Habeas a Schmidt expõe divergência entre juiz do TRF-1 e STJ

Luiz Vassallo

São Paulo

Alvo de decisões divergentes entre o juiz federal Sérgio Moro e magistrado do Tribunal Regional Federal da 1ª Região, a extradição de Raul Schmidt já foi endossada liminarmente pelo Superior Tribunal de Justiça, em janeiro. Na decisão, o vice-presidente da Corte Superior, Humberto Martins, rejeitou os mesmos argumentos que foram posteriormente acolhidos, nesta sexta-feira, 28, pelo juiz convocado do TRF-1, Leão Aparecido Alves.

Para o advogado Antonio Carlos de Almeida Castro, Kakay, a divergência entre as decisões é um fato 'completamente insubsistente'. "Não tem nenhuma importância para o caso que está posto".

Alvo da Lava Jato em Portugal, Schmidt obteve decisão para barrar sua vinda ao cárcere brasileiro nesta sexta-feira, 27, junto ao juiz convocado pelo TRF-1, Leão Aparecido Alves. No mesmo dia, Moro determinou a manutenção da extradição e criticou, nos autos, o despacho de Alves.

Neste sábado, 28, o desembargador Ney Bello, presidente da 3ª Turma do TRF-1, afirmou, por meio de nota, que o conflito de competência entre os juízes 'deve ser julgado, em casos como este, pelo Superior Tribunal de Justiça'. Ele ainda criticou o juiz da Lava Jato.

"É inimaginável, num Estado Democrático de Direito, que a Polícia Federal e o Ministério da Justiça sejam instados por um juiz ao descumprimento de decisão de um Tribunal, sob o pálido argumento de sua própria autoridade", disse.

Ao conceder habeas corpus a Schmidt, o juiz convocado do TRF-1 levou em consideração argumento da defesa de Schmidt de que ele é um 'brasileiro nato'. "Não ha? dúvidas de que a condição de português nato impede que o Brasil formule promessa de reciprocidade em se tratando de brasileiro nato."

O juiz afirmou que 'preliminarmente, seria o caso de não conhecimento do presente habeas corpus'. No entanto, ponderou pelo habeas de ofício a Schmidt.

No entanto, a Corte Superior já havia enfrentado a questão em janeiro deste ano. O vice-presidente do STJ, Huberto Martins, negou liminar no dia 28 daquele mês a Schmidt. Ele anotou que a defesa de Schmidt defendia que seu cliente 'deveria ser tratado como um cidadão português nato e, por reciprocidade, que não poderia ele ser extraditado, com fulcro no art. 5º, LI, da Constituição Federal'.

No entanto, levando em consideração casos semelhantes na Corte, rejeitou o pedido liminarmente. Martins ressaltou que 'o Tribunal da Relação de Lisboa proferiu decisão judicial que admitiu a extradição (fl. 90, e-STJ)'. "Ainda, o Ministério da Justiça de Portugal vem processando o tema".

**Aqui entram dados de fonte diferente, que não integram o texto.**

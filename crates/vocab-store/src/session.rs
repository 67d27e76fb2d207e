//! 学习会话与逐题历史
//!
//! 会话记录器: 开启/结束学习会话，并把每次作答写入只追加的
//! learning_history 表。一次作答对应一个事务，覆盖历史追加、
//! 会话计数与统计更新——中断不会留下半成品状态。

use chrono::{DateTime, Utc};
use rusqlite::{params, Connection, OptionalExtension};
use serde::{Deserialize, Serialize};
use std::sync::{Arc, Mutex};

use crate::exam::ExamRepository;
use crate::models::{format_datetime, LearningHistoryEntry, LearningSession, WordStatistics};
use crate::settings::SettingsRepository;
use crate::statistics::StatisticsRepository;
use crate::{StorageError, StorageResult};

// ============================================================
// DailyRate - 日正答率
// ============================================================

/// 某一天的正答率汇总 (统计图表用)
#[derive(Debug, Clone, Serialize, Deserialize)]
pub struct DailyRate {
    /// 日期 (YYYY-MM-DD)
    pub date: String,
    /// 正答率 (0-100)
    pub correct_rate: f64,
    /// 当天答题总数
    pub total_attempts: i64,
}

// ============================================================
// SessionRepository - 学习会话仓储
// ============================================================

/// 学习会话数据库操作仓库
pub struct SessionRepository {
    conn: Arc<Mutex<Connection>>,
}

impl SessionRepository {
    /// 创建新的仓储实例
    pub fn new(conn: Arc<Mutex<Connection>>) -> Self {
        Self { conn }
    }

    /// 获取连接锁
    fn get_conn(&self) -> StorageResult<std::sync::MutexGuard<Connection>> {
        self.conn
            .lock()
            .map_err(|e| StorageError::LockError(e.to_string()))
    }

    /// 开启新会话，返回自增 ID
    pub fn start(
        &self,
        session_type: &str,
        session_mode: &str,
        total_words: i64,
    ) -> StorageResult<i64> {
        let conn = self.get_conn()?;
        Self::start_internal(&conn, session_type, session_mode, total_words)
    }

    /// 记录一次作答
    ///
    /// 单个事务内完成: 历史追加、会话计数、统计更新，以及
    /// 熟练度达到最高级时的错题本清退。任一校验失败则整体回滚。
    pub fn record_answer(
        &self,
        session_id: i64,
        word_id: i64,
        is_correct: bool,
        response_time: Option<f64>,
        answered_at: DateTime<Utc>,
    ) -> StorageResult<WordStatistics> {
        let mut conn = self.get_conn()?;
        let tx = conn.transaction()?;
        let stats = Self::record_answer_internal(
            &tx,
            session_id,
            word_id,
            is_correct,
            response_time,
            answered_at,
        )?;
        tx.commit()?;
        Ok(stats)
    }

    /// 结束会话 (写入结束时间并标记完成，此后为终态)
    pub fn finish(&self, session_id: i64) -> StorageResult<()> {
        let conn = self.get_conn()?;
        Self::finish_internal(&conn, session_id)
    }

    /// 获取会话
    pub fn get(&self, session_id: i64) -> StorageResult<Option<LearningSession>> {
        let conn = self.get_conn()?;
        Self::get_internal(&conn, session_id)
    }

    /// 获取会话内的全部作答历史 (按时间顺序)
    pub fn history_for(&self, session_id: i64) -> StorageResult<Vec<LearningHistoryEntry>> {
        let conn = self.get_conn()?;
        Self::history_for_internal(&conn, session_id)
    }

    /// 最近 `days` 天的日正答率
    pub fn daily_correct_rate(&self, days: i64) -> StorageResult<Vec<DailyRate>> {
        let conn = self.get_conn()?;
        Self::daily_correct_rate_internal(&conn, days)
    }

    // ============================================================
    // 内部实现方法（静态方法，接受 &Connection）
    // ============================================================

    /// 开启新会话（内部实现）
    pub fn start_internal(
        conn: &Connection,
        session_type: &str,
        session_mode: &str,
        total_words: i64,
    ) -> StorageResult<i64> {
        if total_words < 0 {
            return Err(StorageError::Validation("计划单词数不能为负".to_string()));
        }

        conn.execute(
            r#"
            INSERT INTO learning_sessions (
                session_type, session_mode, start_time,
                total_words, correct_count, wrong_count, is_completed
            ) VALUES (?1, ?2, ?3, ?4, 0, 0, 0)
            "#,
            params![
                session_type,
                session_mode,
                format_datetime(Utc::now()),
                total_words,
            ],
        )?;

        Ok(conn.last_insert_rowid())
    }

    /// 记录一次作答（内部实现，调用方负责事务）
    pub fn record_answer_internal(
        conn: &Connection,
        session_id: i64,
        word_id: i64,
        is_correct: bool,
        response_time: Option<f64>,
        answered_at: DateTime<Utc>,
    ) -> StorageResult<WordStatistics> {
        let session = Self::get_internal(conn, session_id)?
            .ok_or_else(|| StorageError::NotFound(format!("会话 {}", session_id)))?;

        if session.is_completed {
            return Err(StorageError::Validation(format!(
                "会话 {} 已结束，不能再追加历史",
                session_id
            )));
        }

        if let Some(rt) = response_time {
            if rt < 0.0 {
                return Err(StorageError::Validation("作答耗时不能为负".to_string()));
            }
        }

        // 先走统计引擎: 单词有效性与时间单调性在这里校验，
        // 拒绝时历史行尚未写入
        let config = SettingsRepository::srs_config_internal(conn)?;
        let stats = StatisticsRepository::record_answer_internal(
            conn,
            word_id,
            is_correct,
            answered_at,
            &config,
        )?;

        conn.execute(
            r#"
            INSERT INTO learning_history (
                session_id, word_id, is_correct, response_time, learning_date
            ) VALUES (?1, ?2, ?3, ?4, ?5)
            "#,
            params![
                session_id,
                word_id,
                is_correct as i64,
                response_time,
                format_datetime(answered_at),
            ],
        )?;

        if is_correct {
            conn.execute(
                "UPDATE learning_sessions SET correct_count = correct_count + 1
                 WHERE session_id = ?1",
                params![session_id],
            )?;
        } else {
            conn.execute(
                "UPDATE learning_sessions SET wrong_count = wrong_count + 1
                 WHERE session_id = ?1",
                params![session_id],
            )?;
        }

        // 达到最高熟练度的单词从错题本清退
        if stats.mastery_level >= config.max_mastery_level {
            ExamRepository::reconcile_mastery_internal(conn, word_id, stats.mastery_level, &config)?;
        }

        Ok(stats)
    }

    /// 结束会话（内部实现）
    pub fn finish_internal(conn: &Connection, session_id: i64) -> StorageResult<()> {
        let session = Self::get_internal(conn, session_id)?
            .ok_or_else(|| StorageError::NotFound(format!("会话 {}", session_id)))?;

        if session.is_completed {
            return Err(StorageError::Validation(format!(
                "会话 {} 已结束",
                session_id
            )));
        }

        conn.execute(
            "UPDATE learning_sessions SET end_time = ?2, is_completed = 1
             WHERE session_id = ?1",
            params![session_id, format_datetime(Utc::now())],
        )?;

        Ok(())
    }

    /// 获取会话（内部实现）
    pub fn get_internal(
        conn: &Connection,
        session_id: i64,
    ) -> StorageResult<Option<LearningSession>> {
        let session = conn
            .query_row(
                "SELECT * FROM learning_sessions WHERE session_id = ?1",
                params![session_id],
                |row| LearningSession::from_row(row),
            )
            .optional()?;

        Ok(session)
    }

    /// 获取会话历史（内部实现）
    pub fn history_for_internal(
        conn: &Connection,
        session_id: i64,
    ) -> StorageResult<Vec<LearningHistoryEntry>> {
        let mut stmt = conn.prepare(
            "SELECT * FROM learning_history WHERE session_id = ?1
             ORDER BY learning_date ASC, history_id ASC",
        )?;

        let entries = stmt
            .query_map(params![session_id], |row| {
                LearningHistoryEntry::from_row(row)
            })?
            .collect::<Result<Vec<_>, _>>()?;

        Ok(entries)
    }

    /// 日正答率（内部实现）
    pub fn daily_correct_rate_internal(
        conn: &Connection,
        days: i64,
    ) -> StorageResult<Vec<DailyRate>> {
        let mut stmt = conn.prepare(
            r#"
            SELECT
                STRFTIME('%Y-%m-%d', learning_date) AS learning_day,
                SUM(is_correct) AS correct_total,
                COUNT(history_id) AS attempt_total
            FROM learning_history
            WHERE learning_date >= STRFTIME('%Y-%m-%d 00:00:00', DATE('now', ?1))
            GROUP BY learning_day
            ORDER BY learning_day ASC
            "#,
        )?;

        let offset = format!("-{} days", days.max(0));
        let rates = stmt
            .query_map(params![offset], |row| {
                let date: String = row.get("learning_day")?;
                let correct: i64 = row.get("correct_total")?;
                let total: i64 = row.get("attempt_total")?;
                let rate = if total > 0 {
                    correct as f64 / total as f64 * 100.0
                } else {
                    0.0
                };
                Ok(DailyRate {
                    date,
                    correct_rate: rate,
                    total_attempts: total,
                })
            })?
            .collect::<Result<Vec<_>, _>>()?;

        Ok(rates)
    }
}

// ============================================================
// 借用版本的 Repository（用于事务内操作）
// ============================================================

/// 借用连接的会话操作仓库
pub struct SessionRepositoryRef<'a> {
    conn: &'a Connection,
}

impl<'a> SessionRepositoryRef<'a> {
    /// 创建新的 SessionRepositoryRef 实例
    pub fn new(conn: &'a Connection) -> Self {
        Self { conn }
    }

    pub fn start(
        &self,
        session_type: &str,
        session_mode: &str,
        total_words: i64,
    ) -> StorageResult<i64> {
        SessionRepository::start_internal(self.conn, session_type, session_mode, total_words)
    }

    pub fn record_answer(
        &self,
        session_id: i64,
        word_id: i64,
        is_correct: bool,
        response_time: Option<f64>,
        answered_at: DateTime<Utc>,
    ) -> StorageResult<WordStatistics> {
        SessionRepository::record_answer_internal(
            self.conn,
            session_id,
            word_id,
            is_correct,
            response_time,
            answered_at,
        )
    }

    pub fn finish(&self, session_id: i64) -> StorageResult<()> {
        SessionRepository::finish_internal(self.conn, session_id)
    }

    pub fn get(&self, session_id: i64) -> StorageResult<Option<LearningSession>> {
        SessionRepository::get_internal(self.conn, session_id)
    }
}

// ============================================================
// 测试
// ============================================================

"Pelo que se infere do acima transcrito e referenciado, existe clara base jurídica no pedido de extradição do paciente, no entender das autoridades portuguesas. Assim, não parece existir coação ilegal ou arbitrária; tão somente parece existir o cumprimento das normas jurídicas aplicáveis, de Portugal e do Brasil", anotou.

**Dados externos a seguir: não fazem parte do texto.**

//! 单词数据库操作
//!
//! 提供单词条目的 CRUD、检索与收藏管理。
//! 删除默认为逻辑删除 (is_deleted=1)，所有面向学习的查询
//! 都显式过滤已删除行；`word_text` 的唯一约束覆盖已删除行。

use chrono::Utc;
use rusqlite::{params, Connection, OptionalExtension};
use std::sync::{Arc, Mutex};

use crate::models::{format_datetime, Word, WordDraft};
use crate::settings::SettingsRepository;
use crate::{map_unique_violation, StorageError, StorageResult};

/// 未分类单词的默认分类标签
pub const DEFAULT_CATEGORY: &str = "미분류";

/// 检索字段
#[derive(Debug, Clone, Copy, PartialEq, Eq)]
pub enum SearchField {
    /// 仅匹配单词原文
    WordText,
    /// 仅匹配释义
    Meaning,
    /// 同时匹配两者
    All,
}

/// 单词数据库操作仓库
pub struct WordRepository {
    conn: Arc<Mutex<Connection>>,
}

impl WordRepository {
    /// 创建新的仓储实例
    pub fn new(conn: Arc<Mutex<Connection>>) -> Self {
        Self { conn }
    }

    /// 获取连接锁
    fn get_conn(&self) -> StorageResult<std::sync::MutexGuard<Connection>> {
        self.conn
            .lock()
            .map_err(|e| StorageError::LockError(e.to_string()))
    }

    /// 新建单词，返回自增 ID
    pub fn create(&self, draft: &WordDraft) -> StorageResult<i64> {
        let conn = self.get_conn()?;
        Self::create_internal(&conn, draft)
    }

    /// 根据 ID 获取单词 (包含已删除行)
    pub fn get(&self, word_id: i64) -> StorageResult<Option<Word>> {
        let conn = self.get_conn()?;
        Self::get_internal(&conn, word_id)
    }

    /// 根据 ID 获取未删除的单词，缺失或已删除时返回 `NotFound`
    pub fn get_active(&self, word_id: i64) -> StorageResult<Word> {
        let conn = self.get_conn()?;
        Self::get_active_internal(&conn, word_id)
    }

    /// 获取全部未删除单词 (按创建时间升序)
    pub fn list_active(&self) -> StorageResult<Vec<Word>> {
        let conn = self.get_conn()?;
        Self::list_active_internal(&conn)
    }

    /// 按分类获取未删除单词
    pub fn list_by_category(&self, category: &str) -> StorageResult<Vec<Word>> {
        let conn = self.get_conn()?;
        Self::list_by_category_internal(&conn, category)
    }

    /// 获取收藏的未删除单词
    pub fn list_favorites(&self) -> StorageResult<Vec<Word>> {
        let conn = self.get_conn()?;
        Self::list_favorites_internal(&conn)
    }

    /// 按关键字检索未删除单词
    pub fn search(&self, keyword: &str, field: SearchField) -> StorageResult<Vec<Word>> {
        let conn = self.get_conn()?;
        Self::search_internal(&conn, keyword, field)
    }

    /// 更新单词内容，刷新修改时间
    pub fn update(&self, word: &Word) -> StorageResult<()> {
        let conn = self.get_conn()?;
        Self::update_internal(&conn, word)
    }

    /// 切换收藏状态
    pub fn toggle_favorite(&self, word_id: i64, is_favorite: bool) -> StorageResult<()> {
        let conn = self.get_conn()?;
        Self::toggle_favorite_internal(&conn, word_id, is_favorite)
    }

    /// 逻辑删除
    pub fn soft_delete(&self, word_id: i64) -> StorageResult<()> {
        let conn = self.get_conn()?;
        Self::soft_delete_internal(&conn, word_id)
    }

    /// 物理删除 (一般情况下应使用逻辑删除)
    pub fn hard_delete(&self, word_id: i64) -> StorageResult<()> {
        let conn = self.get_conn()?;
        let affected = conn.execute("DELETE FROM words WHERE word_id = ?1", params![word_id])?;
        if affected == 0 {
            return Err(StorageError::NotFound(format!("单词 {}", word_id)));
        }
        Ok(())
    }

    /// 按原文获取未删除单词 (CSV 导入去重、编辑排重用)
    pub fn get_by_text(&self, word_text: &str) -> StorageResult<Option<Word>> {
        let conn = self.get_conn()?;
        Self::get_by_text_internal(&conn, word_text)
    }

    /// 检查原文是否已存在，`exclude_id` 用于编辑时排除自身
    pub fn exists_by_text(&self, word_text: &str, exclude_id: Option<i64>) -> StorageResult<bool> {
        let conn = self.get_conn()?;
        Self::exists_by_text_internal(&conn, word_text, exclude_id)
    }

    /// 未删除单词总数
    pub fn count_active(&self) -> StorageResult<i64> {
        let conn = self.get_conn()?;
        let count = conn.query_row(
            "SELECT COUNT(*) FROM words WHERE is_deleted = 0",
            [],
            |row| row.get(0),
        )?;
        Ok(count)
    }

    // ============================================================
    // 内部实现方法（静态方法，接受 &Connection）
    // ============================================================

    /// 校验草稿内容，备注长度上限从设置读取
    fn validate_draft(
        conn: &Connection,
        word_text: &str,
        meaning_ko: &str,
        memo: Option<&str>,
    ) -> StorageResult<()> {
        if word_text.trim().is_empty() {
            return Err(StorageError::Validation("单词原文不能为空".to_string()));
        }
        if meaning_ko.trim().is_empty() {
            return Err(StorageError::Validation("单词释义不能为空".to_string()));
        }

        if let Some(memo) = memo {
            let max_len = SettingsRepository::get_i64_internal(conn, "max_memo_length")?;
            if memo.chars().count() as i64 > max_len {
                return Err(StorageError::Validation(format!(
                    "备注超过最大长度 {}",
                    max_len
                )));
            }
        }

        Ok(())
    }

    /// 新建单词（内部实现）
    pub fn create_internal(conn: &Connection, draft: &WordDraft) -> StorageResult<i64> {
        Self::validate_draft(
            conn,
            &draft.word_text,
            &draft.meaning_ko,
            draft.memo.as_deref(),
        )?;

        let now = format_datetime(Utc::now());
        let category = draft.category.as_deref().unwrap_or(DEFAULT_CATEGORY);

        conn.execute(
            r#"
            INSERT INTO words (
                word_text, meaning_ko, category, memo, is_favorite,
                created_date, modified_date, is_deleted
            ) VALUES (?1, ?2, ?3, ?4, ?5, ?6, ?7, 0)
            "#,
            params![
                draft.word_text.trim(),
                draft.meaning_ko.trim(),
                category,
                draft.memo,
                draft.is_favorite as i64,
                now,
                now,
            ],
        )
        .map_err(|e| map_unique_violation(e, &format!("单词 {:?} 已存在", draft.word_text)))?;

        Ok(conn.last_insert_rowid())
    }

    /// 根据 ID 获取单词（内部实现）
    pub fn get_internal(conn: &Connection, word_id: i64) -> StorageResult<Option<Word>> {
        let word = conn
            .query_row(
                "SELECT * FROM words WHERE word_id = ?1",
                params![word_id],
                |row| Word::from_row(row),
            )
            .optional()?;

        Ok(word)
    }

    /// 根据 ID 获取未删除单词（内部实现）
    pub fn get_active_internal(conn: &Connection, word_id: i64) -> StorageResult<Word> {
        match Self::get_internal(conn, word_id)? {
            Some(word) if !word.is_deleted => Ok(word),
            _ => Err(StorageError::NotFound(format!("单词 {}", word_id))),
        }
    }

    /// 获取全部未删除单词（内部实现）
    pub fn list_active_internal(conn: &Connection) -> StorageResult<Vec<Word>> {
        let mut stmt =
            conn.prepare("SELECT * FROM words WHERE is_deleted = 0 ORDER BY created_date ASC")?;

        let words = stmt
            .query_map([], |row| Word::from_row(row))?
            .collect::<Result<Vec<_>, _>>()?;

        Ok(words)
    }

    /// 按分类获取未删除单词（内部实现）
    pub fn list_by_category_internal(conn: &Connection, category: &str) -> StorageResult<Vec<Word>> {
        let mut stmt = conn.prepare(
            "SELECT * FROM words WHERE is_deleted = 0 AND category = ?1
             ORDER BY created_date ASC",
        )?;

        let words = stmt
            .query_map(params![category], |row| Word::from_row(row))?
            .collect::<Result<Vec<_>, _>>()?;

        Ok(words)
    }

    /// 获取收藏单词（内部实现）
    pub fn list_favorites_internal(conn: &Connection) -> StorageResult<Vec<Word>> {
        let mut stmt = conn.prepare(
            "SELECT * FROM words WHERE is_deleted = 0 AND is_favorite = 1
             ORDER BY created_date ASC",
        )?;

        let words = stmt
            .query_map([], |row| Word::from_row(row))?
            .collect::<Result<Vec<_>, _>>()?;

        Ok(words)
    }

    /// 按关键字检索（内部实现）
    pub fn search_internal(
        conn: &Connection,
        keyword: &str,
        field: SearchField,
    ) -> StorageResult<Vec<Word>> {
        let pattern = format!("%{}%", keyword);

        let sql = match field {
            SearchField::WordText => {
                "SELECT * FROM words WHERE is_deleted = 0 AND word_text LIKE ?1
                 ORDER BY word_text ASC"
            }
            SearchField::Meaning => {
                "SELECT * FROM words WHERE is_deleted = 0 AND meaning_ko LIKE ?1
                 ORDER BY word_text ASC"
            }
            SearchField::All => {
                "SELECT * FROM words
                 WHERE is_deleted = 0 AND (word_text LIKE ?1 OR meaning_ko LIKE ?1)
                 ORDER BY word_text ASC"
            }
        };

        let mut stmt = conn.prepare(sql)?;
        let words = stmt
            .query_map(params![pattern], |row| Word::from_row(row))?
            .collect::<Result<Vec<_>, _>>()?;

        Ok(words)
    }

    /// 更新单词（内部实现）
    pub fn update_internal(conn: &Connection, word: &Word) -> StorageResult<()> {
        Self::validate_draft(conn, &word.word_text, &word.meaning_ko, word.memo.as_deref())?;

        let affected = conn
            .execute(
                r#"
                UPDATE words SET
                    word_text = ?2, meaning_ko = ?3, category = ?4,
                    memo = ?5, is_favorite = ?6, modified_date = ?7
                WHERE word_id = ?1 AND is_deleted = 0
                "#,
                params![
                    word.word_id,
                    word.word_text.trim(),
                    word.meaning_ko.trim(),
                    word.category,
                    word.memo,
                    word.is_favorite as i64,
                    format_datetime(Utc::now()),
                ],
            )
            .map_err(|e| map_unique_violation(e, &format!("单词 {:?} 已存在", word.word_text)))?;

        if affected == 0 {
            return Err(StorageError::NotFound(format!("单词 {}", word.word_id)));
        }

        Ok(())
    }

    /// 切换收藏状态（内部实现）
    pub fn toggle_favorite_internal(
        conn: &Connection,
        word_id: i64,
        is_favorite: bool,
    ) -> StorageResult<()> {
        let affected = conn.execute(
            "UPDATE words SET is_favorite = ?2, modified_date = ?3
             WHERE word_id = ?1 AND is_deleted = 0",
            params![word_id, is_favorite as i64, format_datetime(Utc::now())],
        )?;

        if affected == 0 {
            return Err(StorageError::NotFound(format!("单词 {}", word_id)));
        }

        Ok(())
    }

    /// 逻辑删除（内部实现）
    pub fn soft_delete_internal(conn: &Connection, word_id: i64) -> StorageResult<()> {
        let affected = conn.execute(
            "UPDATE words SET is_deleted = 1, modified_date = ?2
             WHERE word_id = ?1 AND is_deleted = 0",
            params![word_id, format_datetime(Utc::now())],
        )?;

        if affected == 0 {
            return Err(StorageError::NotFound(format!("单词 {}", word_id)));
        }

        Ok(())
    }

    /// 按原文获取未删除单词（内部实现）
    pub fn get_by_text_internal(conn: &Connection, word_text: &str) -> StorageResult<Option<Word>> {
        let word = conn
            .query_row(
                "SELECT * FROM words WHERE word_text = ?1 AND is_deleted = 0",
                params![word_text],
                |row| Word::from_row(row),
            )
            .optional()?;

        Ok(word)
    }

    /// 检查原文是否已存在（内部实现）
    pub fn exists_by_text_internal(
        conn: &Connection,
        word_text: &str,
        exclude_id: Option<i64>,
    ) -> StorageResult<bool> {
        let exists: bool = match exclude_id {
            Some(id) => conn.query_row(
                "SELECT EXISTS(SELECT 1 FROM words WHERE word_text = ?1 AND word_id != ?2)",
                params![word_text, id],
                |row| row.get(0),
            )?,
            None => conn.query_row(
                "SELECT EXISTS(SELECT 1 FROM words WHERE word_text = ?1)",
                params![word_text],
                |row| row.get(0),
            )?,
        };

        Ok(exists)
    }
}

// ============================================================
// 借用版本的 Repository（用于事务内操作）
// ============================================================

/// 借用连接的单词操作仓库
pub struct WordRepositoryRef<'a> {
    conn: &'a Connection,
}

impl<'a> WordRepositoryRef<'a> {
    /// 创建新的 WordRepositoryRef 实例
    pub fn new(conn: &'a Connection) -> Self {
        Self { conn }
    }

    pub fn create(&self, draft: &WordDraft) -> StorageResult<i64> {
        WordRepository::create_internal(self.conn, draft)
    }

    pub fn get(&self, word_id: i64) -> StorageResult<Option<Word>> {
        WordRepository::get_internal(self.conn, word_id)
    }

    pub fn get_active(&self, word_id: i64) -> StorageResult<Word> {
        WordRepository::get_active_internal(self.conn, word_id)
    }

    pub fn list_active(&self) -> StorageResult<Vec<Word>> {
        WordRepository::list_active_internal(self.conn)
    }

    pub fn soft_delete(&self, word_id: i64) -> StorageResult<()> {
        WordRepository::soft_delete_internal(self.conn, word_id)
    }
}

// ============================================================
// 测试
// ============================================================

Em decisão nesta sexta-feira que manteve a extradição de Schmidt e criticou a decisão de Alves, Moro mencionou que o caso já havia sido julgado pela Corte Superior. "Questões relativas à extradição estão submetidas a este Juízo e, por conseguinte, em grau de recurso ao Tribunal Regional Federal da 4ª Região e ao Superior Tribunal de Justiça".

Prisão - Réu em duas ações na Lava Jato, Schmidt é investigado pelo pagamento de propinas aos ex-diretores da Petrobrás Renato de Souza Duque, Nestor Cerveró e Jorge Luiz Zelada, todos envolvidos no esquema de corrupção, lavagem de dinheiro e organização criminosa instalado na estatal.

O empresário está foragido desde 2015, quando foi para Portugal pelo benefício da dupla nacionalidade. Chegou a ser preso em março de 2016 na 26.ª fase da Lava Jato, a Polimento, mas foi solto pela Justiça portuguesa para responder o processo de extradição em liberdade.

Ele foi preso no último dia 13, quando a Justiça de Portugal rejeitou seus últimos recursos e determinou sua extradição. Ele mora em Portugal e tem cidadania do país europeu.